And why, may we ask, did it take them so long to see that? Was it really necessary to get cameras there first?

LA’s Mayor Antonio Villaraigosa and the Mayor of  Long Beach, Bob Foster have are also part of the plan, together with LA Police Chief Charlie Beck, LA’s County Sheriff Lee Baca, Los Angeles and Santa Monica city councils, federal officials, religious leaders and nonprofits.

The project was inspired by a growing belief among those who work with the homeless that putting a permanent roof over their client’s heads must be the priority. This also matches President Obama’s declared aim to end homelessness among veterans and those who have been displaced for more than a year.

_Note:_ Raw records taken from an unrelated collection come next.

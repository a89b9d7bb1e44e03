mod post;
mod seo;
mod user;

pub use post::*;
pub use seo::*;
pub use user::*;
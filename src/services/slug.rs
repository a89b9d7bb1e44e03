use once_cell::sync::Lazy;
use regex::Regex;

pub const MAX_SLUG_LENGTH: usize = 200;

/// Accented letters folded to ASCII before slugification. Applied literally,
/// not through Unicode normalization, so existing post URLs stay stable.
const TRANSLITERATIONS: [(char, char); 9] = [
    ('ą', 'a'),
    ('ć', 'c'),
    ('ę', 'e'),
    ('ł', 'l'),
    ('ń', 'n'),
    ('ó', 'o'),
    ('ś', 's'),
    ('ż', 'z'),
    ('ź', 'z'),
];

static NON_SLUG_RUN: Lazy<Regex> =
    Lazy::new(|| Regex::new(r"[^a-z0-9]+").expect("Invalid slug regex pattern"));

fn transliterate(c: char) -> char {
    TRANSLITERATIONS
        .iter()
        .find(|(from, _)| *from == c)
        .map(|(_, to)| *to)
        .unwrap_or(c)
}

/// Turns a post title into the URL slug used for its public path.
///
/// Lower-cases, folds the transliteration table, collapses every run of
/// characters outside `[a-z0-9]` into one `-`, then drops a single leading
/// and a single trailing `-`.
pub fn generate_slug(title: &str) -> String {
    let folded: String = title.to_lowercase().chars().map(transliterate).collect();
    let dashed = NON_SLUG_RUN.replace_all(&folded, "-");

    let trimmed = dashed.strip_prefix('-').unwrap_or(&dashed);
    let trimmed = trimmed.strip_suffix('-').unwrap_or(trimmed);
    trimmed.to_string()
}

/// Cuts a generated slug down to the stored length limit, without leaving a
/// dangling `-`. Generated slugs are ASCII, so byte slicing is safe.
pub fn shorten_slug(slug: &str) -> &str {
    if slug.len() <= MAX_SLUG_LENGTH {
        return slug;
    }
    let cut = &slug[..MAX_SLUG_LENGTH];
    cut.strip_suffix('-').unwrap_or(cut)
}

pub fn validate_slug(slug: &str) -> bool {
    if slug.is_empty() || slug.len() > MAX_SLUG_LENGTH {
        return false;
    }
    slug.chars()
        .all(|c| c.is_ascii_lowercase() || c.is_ascii_digit() || c == '-')
}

Naturally, a plan to help those Americans whose lives have been blighted by homelessness, usually by no fault of theirs, has hit fierce resistance – from their fellow Americans;

LA County Supervisor Michael Antonovich has complained about the program’s intent to use taxpayer funds to provide housing for people who abuse drugs and refuse treatment. He calls it “Warehousing without healing.”

Previous programs were also short-lived, thanks to a vocal minority who were perfectly willing for homeless people to get a new start – as long as it was not in their zip code.

”We think every city in the county has to recognize they have homeless people in their community, and they have to help  take care of them,” Neuman told the LA Times.

The task force now plans to engage other county and city officials in order to expand the program and its benefits.

And with such selfish, bigoted, knee-jerk resistance ranged against it we can only hope this plan’s leaders are thick-skinned.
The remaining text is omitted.